Work item | Find where "assert_eq!(facts.score, 2);" occurs in the data below, and retype that line and every later line exactly.
------ Material for this exercise ------
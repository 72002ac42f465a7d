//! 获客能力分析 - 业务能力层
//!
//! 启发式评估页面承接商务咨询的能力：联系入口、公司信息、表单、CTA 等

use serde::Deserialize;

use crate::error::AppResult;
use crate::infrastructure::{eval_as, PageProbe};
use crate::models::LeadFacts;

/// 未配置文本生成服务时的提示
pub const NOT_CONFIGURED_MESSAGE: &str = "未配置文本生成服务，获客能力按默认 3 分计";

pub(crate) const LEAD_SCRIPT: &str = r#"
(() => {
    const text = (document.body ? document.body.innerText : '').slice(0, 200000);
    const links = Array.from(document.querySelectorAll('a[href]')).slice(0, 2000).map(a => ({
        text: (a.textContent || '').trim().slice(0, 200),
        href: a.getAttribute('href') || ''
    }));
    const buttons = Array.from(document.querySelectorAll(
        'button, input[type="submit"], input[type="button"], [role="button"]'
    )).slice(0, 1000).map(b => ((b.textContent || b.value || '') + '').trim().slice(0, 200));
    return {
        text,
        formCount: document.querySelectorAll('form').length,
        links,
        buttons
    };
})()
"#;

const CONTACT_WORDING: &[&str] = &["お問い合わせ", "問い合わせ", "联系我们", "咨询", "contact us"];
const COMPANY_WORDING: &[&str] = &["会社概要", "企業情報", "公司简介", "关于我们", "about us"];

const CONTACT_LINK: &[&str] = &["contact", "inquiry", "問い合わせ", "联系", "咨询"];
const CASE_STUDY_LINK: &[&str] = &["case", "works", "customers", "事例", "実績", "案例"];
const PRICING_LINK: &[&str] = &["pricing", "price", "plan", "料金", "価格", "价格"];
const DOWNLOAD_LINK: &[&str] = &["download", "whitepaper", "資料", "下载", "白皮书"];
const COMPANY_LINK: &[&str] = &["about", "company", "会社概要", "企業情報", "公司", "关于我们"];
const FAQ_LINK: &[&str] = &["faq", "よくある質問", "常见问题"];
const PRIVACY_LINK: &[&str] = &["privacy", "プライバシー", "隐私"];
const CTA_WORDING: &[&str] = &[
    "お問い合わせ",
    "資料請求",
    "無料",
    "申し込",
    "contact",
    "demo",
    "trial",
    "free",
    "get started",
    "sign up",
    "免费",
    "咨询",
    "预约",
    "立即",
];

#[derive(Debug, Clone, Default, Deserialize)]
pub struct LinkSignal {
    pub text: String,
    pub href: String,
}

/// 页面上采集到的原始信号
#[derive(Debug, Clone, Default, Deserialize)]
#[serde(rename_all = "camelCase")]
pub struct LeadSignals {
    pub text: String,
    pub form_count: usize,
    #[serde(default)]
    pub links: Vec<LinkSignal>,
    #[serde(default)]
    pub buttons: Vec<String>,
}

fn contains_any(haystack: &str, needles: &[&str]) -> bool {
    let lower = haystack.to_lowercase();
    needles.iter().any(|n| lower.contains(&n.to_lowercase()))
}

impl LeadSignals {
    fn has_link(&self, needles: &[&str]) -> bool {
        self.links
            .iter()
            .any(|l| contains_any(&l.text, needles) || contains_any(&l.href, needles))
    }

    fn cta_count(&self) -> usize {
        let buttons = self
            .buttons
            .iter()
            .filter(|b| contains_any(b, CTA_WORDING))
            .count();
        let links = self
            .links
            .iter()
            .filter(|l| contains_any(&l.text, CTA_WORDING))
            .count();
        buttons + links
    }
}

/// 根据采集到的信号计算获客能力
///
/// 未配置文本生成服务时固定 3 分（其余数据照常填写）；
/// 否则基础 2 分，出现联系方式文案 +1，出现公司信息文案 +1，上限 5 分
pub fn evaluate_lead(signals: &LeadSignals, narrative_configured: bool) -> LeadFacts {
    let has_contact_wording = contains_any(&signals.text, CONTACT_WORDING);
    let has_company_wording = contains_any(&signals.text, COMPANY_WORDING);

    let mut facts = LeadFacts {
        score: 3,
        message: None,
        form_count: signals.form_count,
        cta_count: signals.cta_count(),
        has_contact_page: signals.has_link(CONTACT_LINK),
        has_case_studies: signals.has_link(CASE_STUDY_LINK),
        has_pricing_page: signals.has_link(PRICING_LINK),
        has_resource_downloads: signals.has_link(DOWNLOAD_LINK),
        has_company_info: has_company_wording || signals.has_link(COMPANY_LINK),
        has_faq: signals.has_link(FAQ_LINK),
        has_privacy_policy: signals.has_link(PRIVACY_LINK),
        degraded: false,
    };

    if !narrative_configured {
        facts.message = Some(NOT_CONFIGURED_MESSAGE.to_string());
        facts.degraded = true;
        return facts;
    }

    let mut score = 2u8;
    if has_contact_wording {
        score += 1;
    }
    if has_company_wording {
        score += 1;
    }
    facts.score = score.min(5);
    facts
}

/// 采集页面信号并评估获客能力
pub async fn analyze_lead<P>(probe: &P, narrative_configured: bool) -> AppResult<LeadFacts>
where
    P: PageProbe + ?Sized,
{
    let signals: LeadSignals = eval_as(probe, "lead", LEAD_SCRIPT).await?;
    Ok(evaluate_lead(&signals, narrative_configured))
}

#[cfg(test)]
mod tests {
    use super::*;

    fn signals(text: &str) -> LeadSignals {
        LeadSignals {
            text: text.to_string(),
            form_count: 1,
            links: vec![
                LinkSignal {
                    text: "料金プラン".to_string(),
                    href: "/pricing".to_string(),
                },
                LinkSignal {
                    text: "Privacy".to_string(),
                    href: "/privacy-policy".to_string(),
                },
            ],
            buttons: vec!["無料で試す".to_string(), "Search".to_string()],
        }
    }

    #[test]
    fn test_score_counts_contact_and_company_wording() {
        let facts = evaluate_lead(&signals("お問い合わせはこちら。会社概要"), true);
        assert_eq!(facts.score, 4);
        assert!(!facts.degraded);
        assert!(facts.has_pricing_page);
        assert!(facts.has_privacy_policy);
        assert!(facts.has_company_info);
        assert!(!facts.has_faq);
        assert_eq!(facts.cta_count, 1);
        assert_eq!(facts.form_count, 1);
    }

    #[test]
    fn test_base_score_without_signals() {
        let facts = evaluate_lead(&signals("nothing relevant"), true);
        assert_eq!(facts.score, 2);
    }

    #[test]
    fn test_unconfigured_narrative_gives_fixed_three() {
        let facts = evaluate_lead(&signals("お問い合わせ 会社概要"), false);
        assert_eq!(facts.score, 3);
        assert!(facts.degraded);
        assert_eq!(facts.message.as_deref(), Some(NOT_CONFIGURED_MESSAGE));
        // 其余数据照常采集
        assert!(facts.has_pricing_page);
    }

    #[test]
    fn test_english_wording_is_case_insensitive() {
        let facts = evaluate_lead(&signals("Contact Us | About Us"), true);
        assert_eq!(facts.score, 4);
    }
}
------
Response below |
        assert_eq!(facts.score, 2);
    }

    #[test]
    fn test_unconfigured_narrative_gives_fixed_three() {
        let facts = evaluate_lead(&signals("お問い合わせ 会社概要"), false);
        assert_eq!(facts.score, 3);
        assert!(facts.degraded);
        assert_eq!(facts.message.as_deref(), Some(NOT_CONFIGURED_MESSAGE));
        // 其余数据照常采集
        assert!(facts.has_pricing_page);
    }

    #[test]
    fn test_english_wording_is_case_insensitive() {
        let facts = evaluate_lead(&signals("Contact Us | About Us"), true);
        assert_eq!(facts.score, 4);
    }
}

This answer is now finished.